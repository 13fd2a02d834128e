//! Geometry kernel: points, lines, circles, ellipses, Beziers and their intersections.
//!
//! Everything here is a pure function of its inputs. Public constructions that have no
//! solution return [`GeometryError`](crate::errors::GeometryError); numeric degeneracies
//! such as the slope of a vertical line are reported as `inf`/`NaN` instead.

pub mod bezier;
pub mod circle;
pub mod ellipse;
pub mod intersect;
pub mod line;

use std::f64::consts::TAU;

use crate::types::{Point, pt};

pub use bezier::Bezier;
pub use circle::{Arc, Circle};
pub use ellipse::Ellipse;
pub use line::{Line, Segment};

const REL_TOL: f64 = 1e-9;
const ABS_TOL: f64 = 1e-12;

pub fn distance(p1: Point, p2: Point) -> f64 {
    p1.distance(p2)
}

pub fn midpoint(p1: Point, p2: Point) -> Point {
    (p1 + p2) / 2.0
}

/// Slope of the segment from `p1` to `p2` (`inf` or `NaN` when vertical)
pub fn point_slope(p1: Point, p2: Point) -> f64 {
    let dx = p2.x - p1.x;
    let dy = p2.y - p1.y;
    if dx == 0.0 {
        if dy == 0.0 { f64::NAN } else { f64::INFINITY }
    } else {
        dy / dx
    }
}

pub(crate) fn isclose_f(a: f64, b: f64) -> bool {
    if a == b {
        return true;
    }
    let diff = (a - b).abs();
    diff <= REL_TOL * a.abs().max(b.abs()) || diff <= ABS_TOL
}

/// Whether two points coincide within floating point tolerance
pub fn isclose(p1: Point, p2: Point) -> bool {
    isclose_f(p1.x, p2.x) && isclose_f(p1.y, p2.y)
}

/// Remove points that are [`isclose`] to an earlier point, keeping order
pub fn unique_points(points: &[Point]) -> Vec<Point> {
    let mut unique: Vec<Point> = Vec::with_capacity(points.len());
    for &p in points {
        if !unique.iter().any(|&u| isclose(u, p)) {
            unique.push(p);
        }
    }
    unique
}

pub fn translate(point: Point, delta: Point) -> Point {
    point + delta
}

/// Rotate `point` by `theta` radians about the origin
pub fn rotate(point: Point, theta: f64) -> Point {
    let (s, c) = theta.sin_cos();
    pt(point.x * c - point.y * s, point.x * s + point.y * c)
}

/// Mirror `point` across `line`
pub fn reflect(point: Point, line: &Line) -> Point {
    let k = -2.0 * line.residual(point) / line.norm_sq();
    pt(point.x + k * line.a, point.y + k * line.b)
}

/// Foot of the perpendicular from `point` onto `line`
pub fn image(point: Point, line: &Line) -> Point {
    let k = -line.residual(point) / line.norm_sq();
    pt(point.x + k * line.a, point.y + k * line.b)
}

/// Counter-clockwise angle from `theta1` to `theta2`, in `[0, 2π)`
pub fn angle_diff(theta1: f64, theta2: f64) -> f64 {
    let d = theta2 - theta1;
    let delta = d.sin().atan2(d.cos());
    if delta < 0.0 { delta + TAU } else { delta }
}

/// Whether `angle` lies on the counter-clockwise sweep from `theta1` to `theta2`
pub fn angle_isbetween(angle: f64, theta1: f64, theta2: f64) -> bool {
    angle_diff(theta1, angle) <= angle_diff(theta1, theta2)
}

/// Circular mean of two angles, in `[0, 2π)`
pub fn angle_mean(theta1: f64, theta2: f64) -> f64 {
    let sine = theta1.sin() + theta2.sin();
    let cosine = theta1.cos() + theta2.cos();
    (sine.atan2(cosine) + TAU) % TAU
}

#[cfg(test)]
mod tests {
    use super::*;
    use std::f64::consts::{FRAC_PI_2, PI};

    // ==================== Point tests ====================

    #[test]
    fn distance_and_midpoint() {
        assert_eq!(distance(pt(0.0, 0.0), pt(3.0, 4.0)), 5.0);
        assert_eq!(midpoint(pt(-2.0, 2.0), pt(4.0, 0.0)), pt(1.0, 1.0));
    }

    #[test]
    fn point_slope_vertical_is_inf() {
        assert_eq!(point_slope(pt(1.0, 0.0), pt(2.0, 2.0)), 2.0);
        assert_eq!(point_slope(pt(1.0, 0.0), pt(1.0, 2.0)), f64::INFINITY);
    }

    #[test]
    fn unique_points_drops_near_duplicates() {
        let pts = [pt(1.0, 1.0), pt(1.0 + 1e-13, 1.0), pt(2.0, 1.0), pt(1.0, 1.0)];
        assert_eq!(unique_points(&pts), vec![pt(1.0, 1.0), pt(2.0, 1.0)]);
    }

    #[test]
    fn rotate_quarter_turn() {
        let p = rotate(pt(1.0, 0.0), FRAC_PI_2);
        assert!(isclose(p, pt(0.0, 1.0)));
    }

    #[test]
    fn reflect_and_image_over_diagonal() {
        let diag = Line::from_slope_intercept(1.0, 0.0);
        assert!(isclose(reflect(pt(2.0, 0.0), &diag), pt(0.0, 2.0)));
        assert!(isclose(image(pt(2.0, 0.0), &diag), pt(1.0, 1.0)));
    }

    // ==================== Angle tests ====================

    #[test]
    fn angle_between_wraps() {
        let deg = f64::to_radians;
        assert!(angle_isbetween(deg(10.0), deg(350.0), deg(20.0)));
        assert!(!angle_isbetween(deg(180.0), deg(350.0), deg(20.0)));
        assert!(angle_isbetween(deg(90.0), 0.0, PI));
    }

    #[test]
    fn angle_mean_across_zero() {
        let m = angle_mean(350f64.to_radians(), 10f64.to_radians());
        assert!(m < 1e-9 || (TAU - m) < 1e-9);
        assert!((angle_diff(0.0, -FRAC_PI_2) - 3.0 * FRAC_PI_2).abs() < 1e-12);
    }
}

- - - -

WHAT YOU ARE ASKED TO DO. Find each line in the data above with the word "else", then copy it.

ANSWER FOR THIS EXERCISE.
        if dy == 0.0 { f64::NAN } else { f64::INFINITY }
    } else {
    if delta < 0.0 { delta + TAU } else { delta }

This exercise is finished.